* [Stored data]
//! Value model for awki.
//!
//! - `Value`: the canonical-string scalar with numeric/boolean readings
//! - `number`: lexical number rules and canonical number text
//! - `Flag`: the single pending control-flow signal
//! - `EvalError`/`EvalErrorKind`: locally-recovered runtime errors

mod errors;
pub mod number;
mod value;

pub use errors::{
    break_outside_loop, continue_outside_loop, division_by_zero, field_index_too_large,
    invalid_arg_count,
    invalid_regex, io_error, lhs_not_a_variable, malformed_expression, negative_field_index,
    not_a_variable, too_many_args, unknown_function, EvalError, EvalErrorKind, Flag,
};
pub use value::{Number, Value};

* [DESCRIPTION OF THE TASK]
What is the number of lines in the records that contain "EvalErrorKind"? State that number alone.

* [OUTPUT BELOW]
2